§ Work required: Search the material below for the string "Level" and copy each line where it appears.

(Beginning of Data records)

pub mod auth;
pub mod document;
pub mod editor;
pub mod health;
pub mod project;
pub mod slide;
pub mod template;

use axum::Router;

use crate::state::AppState;

/// Build the `/api/v1` route tree.
///
/// ```text
/// /auth/register, /auth/login, /auth/refresh      public
/// /auth/logout
///
/// /projects                                       list, create
/// /projects/{id}                                  get (with details), update, delete
/// /projects/{project_id}/slides                   list, create
/// /slides/{id}                                    update (auto-save), delete
///
/// /templates, /templates/{id}                     read-only catalog
/// /documents, /documents/{id}                     CRUD
///
/// /editor/format                                  inline formatter
/// /editor/suggestions/apply                       style suggestions
/// /editor/analyze                                 readability report
/// ```
pub fn api_routes() -> Router<AppState> {
    Router::new()
        .nest("/auth", auth::router())
        .nest("/projects", project::router())
        .nest("/slides", slide::router())
        .nest("/templates", template::router())
        .nest("/documents", document::router())
        .nest("/editor", editor::router())
}
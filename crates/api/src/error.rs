use axum::http::StatusCode;
use axum::response::{IntoResponse, Response};
use carousel_core::error::CoreError;
use serde_json::json;

/// Error type returned by every HTTP handler.
///
/// Domain failures arrive as [`CoreError`]; storage failures as
/// [`sqlx::Error`]. The response body is always `{ "error", "code" }`.
#[derive(Debug, thiserror::Error)]
pub enum AppError {
    #[error(transparent)]
    Core(#[from] CoreError),

    #[error("Database error: {0}")]
    Database(#[from] sqlx::Error),

    #[error("Bad request: {0}")]
    BadRequest(String),

    #[error("Internal error: {0}")]
    InternalError(String),
}

pub type AppResult<T> = Result<T, AppError>;

impl AppError {
    /// Shorthand for the not-found error used for absent and foreign rows alike.
    pub fn not_found(entity: &'static str, id: carousel_core::types::DbId) -> Self {
        AppError::Core(CoreError::not_found(entity, id))
    }

    fn status_code_message(&self) -> (StatusCode, &'static str, String) {
        match self {
            AppError::Core(CoreError::NotFound { entity, id }) => (
                StatusCode::NOT_FOUND,
                "NOT_FOUND",
                format!("{entity} with id {id} not found"),
            ),
            AppError::Core(CoreError::Validation(msg)) => {
                (StatusCode::BAD_REQUEST, "VALIDATION_ERROR", msg.clone())
            }
            AppError::Core(CoreError::Conflict(msg)) => {
                (StatusCode::CONFLICT, "CONFLICT", msg.clone())
            }
            AppError::Core(CoreError::Unauthorized(msg)) => {
                (StatusCode::UNAUTHORIZED, "UNAUTHORIZED", msg.clone())
            }
            AppError::Core(CoreError::Forbidden(msg)) => {
                (StatusCode::FORBIDDEN, "FORBIDDEN", msg.clone())
            }
            AppError::Core(CoreError::Internal(msg)) | AppError::InternalError(msg) => {
                tracing::error!(error = %msg, "Internal error");
                internal()
            }
            AppError::Database(err) => classify_sqlx_error(err),
            AppError::BadRequest(msg) => (StatusCode::BAD_REQUEST, "BAD_REQUEST", msg.clone()),
        }
    }
}

impl IntoResponse for AppError {
    fn into_response(self) -> Response {
        let (status, code, message) = self.status_code_message();
        let body = json!({
            "error": message,
            "code": code,
        });
        (status, axum::Json(body)).into_response()
    }
}

fn internal() -> (StatusCode, &'static str, String) {
    (
        StatusCode::INTERNAL_SERVER_ERROR,
        "INTERNAL_ERROR",
        "An internal error occurred".to_string(),
    )
}

/// Map a sqlx error onto an HTTP status.
///
/// `RowNotFound` is 404, a unique violation on a `uq_*` constraint is 409,
/// and anything else is logged and answered with a sanitized 500.
fn classify_sqlx_error(err: &sqlx::Error) -> (StatusCode, &'static str, String) {
    match err {
        sqlx::Error::RowNotFound => (
            StatusCode::NOT_FOUND,
            "NOT_FOUND",
            "Resource not found".to_string(),
        ),
        sqlx::Error::Database(db_err)
            if db_err.is_unique_violation()
                && db_err.constraint().is_some_and(|c| c.starts_with("uq_")) =>
        {
            let constraint = db_err.constraint().unwrap_or_default();
            (
                StatusCode::CONFLICT,
                "CONFLICT",
                format!("Duplicate value violates unique constraint: {constraint}"),
            )
        }
        other => {
            tracing::error!(error = %other, "Database error");
            internal()
        }
    }
}

#[cfg(test)]
mod tests {
    use super::*;

    #[test]
    fn core_errors_map_to_statuses() {
        let cases = [
            (AppError::not_found("Slide", 3), StatusCode::NOT_FOUND),
            (
                AppError::Core(CoreError::Validation("bad".into())),
                StatusCode::BAD_REQUEST,
            ),
            (
                AppError::Core(CoreError::Conflict("full".into())),
                StatusCode::CONFLICT,
            ),
            (
                AppError::Core(CoreError::Unauthorized("who".into())),
                StatusCode::UNAUTHORIZED,
            ),
            (
                AppError::InternalError("boom".into()),
                StatusCode::INTERNAL_SERVER_ERROR,
            ),
        ];
        for (error, expected) in cases {
            assert_eq!(error.into_response().status(), expected);
        }
    }

    #[test]
    fn internal_messages_are_sanitized() {
        let (_, code, message) =
            AppError::Core(CoreError::Internal("secret detail".into())).status_code_message();
        assert_eq!(code, "INTERNAL_ERROR");
        assert!(!message.contains("secret"));
    }

    #[test]
    fn row_not_found_is_404() {
        let (status, _, _) = AppError::Database(sqlx::Error::RowNotFound).status_code_message();
        assert_eq!(status, StatusCode::NOT_FOUND);
    }
}
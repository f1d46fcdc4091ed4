//! Repository for the `user_sessions` table.

use carousel_core::types::DbId;
use sqlx::PgPool;

use crate::models::session::{CreateSession, UserSession};

const COLUMNS: &str =
    "id, user_id, refresh_token_hash, expires_at, is_revoked, created_at, updated_at";

pub struct SessionRepo;

impl SessionRepo {
    pub async fn create(pool: &PgPool, input: &CreateSession) -> Result<UserSession, sqlx::Error> {
        let query = format!(
            "INSERT INTO user_sessions (user_id, refresh_token_hash, expires_at)
             VALUES ($1, $2, $3)
             RETURNING {COLUMNS}"
        );
        sqlx::query_as::<_, UserSession>(&query)
            .bind(input.user_id)
            .bind(&input.refresh_token_hash)
            .bind(input.expires_at)
            .fetch_one(pool)
            .await
    }

    /// Find a live session (not revoked, not expired) by refresh token hash.
    pub async fn find_active_by_hash(
        pool: &PgPool,
        hash: &str,
    ) -> Result<Option<UserSession>, sqlx::Error> {
        let query = format!(
            "SELECT {COLUMNS} FROM user_sessions
             WHERE refresh_token_hash = $1
               AND is_revoked = false
               AND expires_at > NOW()"
        );
        sqlx::query_as::<_, UserSession>(&query)
            .bind(hash)
            .fetch_optional(pool)
            .await
    }

    /// Revoke a single session. Returns `true` if it was still live.
    pub async fn revoke(pool: &PgPool, id: DbId) -> Result<bool, sqlx::Error> {
        let result = sqlx::query(
            "UPDATE user_sessions SET is_revoked = true WHERE id = $1 AND is_revoked = false",
        )
        .bind(id)
        .execute(pool)
        .await?;
        Ok(result.rows_affected() > 0)
    }

    /// Revoke every live session of a user. Returns the number revoked.
    pub async fn revoke_all_for_user(pool: &PgPool, user_id: DbId) -> Result<u64, sqlx::Error> {
        let result = sqlx::query(
            "UPDATE user_sessions SET is_revoked = true
             WHERE user_id = $1 AND is_revoked = false",
        )
        .bind(user_id)
        .execute(pool)
        .await?;
        Ok(result.rows_affected())
    }
}
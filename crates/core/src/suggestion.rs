//! Applying AI style suggestions to a slide's text.

use serde::{Deserialize, Serialize};

/// Category of a style suggestion. Unrecognised categories map to `Other`.
#[derive(Debug, Clone, Copy, PartialEq, Eq, Serialize, Deserialize)]
#[serde(from = "String", rename_all = "lowercase")]
pub enum SuggestionKind {
    Emphasis,
    Hashtag,
    Emoji,
    Mention,
    Structure,
    Other,
}

impl From<String> for SuggestionKind {
    fn from(value: String) -> Self {
        SuggestionKind::from(value.as_str())
    }
}

impl From<&str> for SuggestionKind {
    fn from(value: &str) -> Self {
        match value {
            "emphasis" => SuggestionKind::Emphasis,
            "hashtag" => SuggestionKind::Hashtag,
            "emoji" => SuggestionKind::Emoji,
            "mention" => SuggestionKind::Mention,
            "structure" => SuggestionKind::Structure,
            _ => SuggestionKind::Other,
        }
    }
}

/// A transient suggestion produced by the style assistant. Never persisted.
#[derive(Debug, Clone, PartialEq, Eq, Deserialize)]
pub struct StyleSuggestion {
    #[serde(rename = "type")]
    pub kind: SuggestionKind,
    /// Fragment of the current text the suggestion refers to. May be empty.
    #[serde(default)]
    pub original: String,
    pub suggestion: String,
}

/// Produce the new buffer after applying `suggestion` to `text`.
///
/// - `structure` replaces the whole buffer.
/// - `hashtag`, `emoji` and `mention` append to the trimmed buffer.
/// - Everything else replaces the first occurrence of `original`, falling
///   back to appending when `original` is empty or absent.
pub fn apply_suggestion(text: &str, suggestion: &StyleSuggestion) -> String {
    match suggestion.kind {
        SuggestionKind::Structure => suggestion.suggestion.clone(),
        SuggestionKind::Hashtag | SuggestionKind::Emoji | SuggestionKind::Mention => {
            append(text, &suggestion.suggestion)
        }
        SuggestionKind::Emphasis | SuggestionKind::Other => {
            if !suggestion.original.is_empty() && text.contains(&suggestion.original) {
                text.replacen(&suggestion.original, &suggestion.suggestion, 1)
            } else {
                append(text, &suggestion.suggestion)
            }
        }
    }
}

/// Append with exactly one separating space.
fn append(text: &str, addition: &str) -> String {
    let base = text.trim();
    let addition = addition.trim_start();
    if base.is_empty() {
        addition.to_string()
    } else {
        format!("{base} {addition}")
    }
}
//! Router assembly shared by the binary and the integration tests.

use std::time::Duration;

use axum::http::header::{AUTHORIZATION, CONTENT_TYPE};
use axum::http::{HeaderName, Method, StatusCode};
use axum::Router;
use tower_http::catch_panic::CatchPanicLayer;
use tower_http::cors::CorsLayer;
use tower_http::request_id::{MakeRequestUuid, PropagateRequestIdLayer, SetRequestIdLayer};
use tower_http::timeout::TimeoutLayer;
use tower_http::trace::{DefaultMakeSpan, DefaultOnResponse, TraceLayer};
use tracing::Level;

use crate::config::ServerConfig;
use crate::routes;
use crate::state::AppState;

/// Build the application [`Router`]: `/health` at the root, the API under
/// `/api/v1`, wrapped in CORS, request-id, tracing, timeout and panic layers.
pub fn build_app_router(state: AppState) -> Router {
    let config = state.config.clone();
    let request_id_header = HeaderName::from_static("x-request-id");

    Router::new()
        .merge(routes::health::router())
        .nest("/api/v1", routes::api_routes())
        // Layers wrap bottom-up: CORS sees the request first.
        .layer(CatchPanicLayer::new())
        .layer(TimeoutLayer::with_status_code(
            StatusCode::REQUEST_TIMEOUT,
            Duration::from_secs(config.request_timeout_secs),
        ))
        .layer(PropagateRequestIdLayer::new(request_id_header.clone()))
        .layer(
            TraceLayer::new_for_http()
                .make_span_with(DefaultMakeSpan::new().level(Level::INFO))
                .on_response(DefaultOnResponse::new().level(Level::INFO)),
        )
        .layer(SetRequestIdLayer::new(request_id_header, MakeRequestUuid))
        .layer(build_cors_layer(&config))
        .with_state(state)
}

/// CORS layer for the configured origins.
///
/// Panics on an unparsable origin so misconfiguration fails at startup.
pub fn build_cors_layer(config: &ServerConfig) -> CorsLayer {
    let origins: Vec<_> = config
        .cors_origins
        .iter()
        .map(|o| {
            o.parse()
                .unwrap_or_else(|e| panic!("Invalid CORS origin '{o}': {e}"))
        })
        .collect();

    CorsLayer::new()
        .allow_origin(origins)
        .allow_methods([Method::GET, Method::POST, Method::PUT, Method::DELETE])
        .allow_headers([CONTENT_TYPE, AUTHORIZATION])
        .allow_credentials(true)
        .max_age(Duration::from_secs(3600))
}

(End of Data records)

§ Task response:
use tracing::Level;
                .make_span_with(DefaultMakeSpan::new().level(Level::INFO))
                .on_response(DefaultOnResponse::new().level(Level::INFO)),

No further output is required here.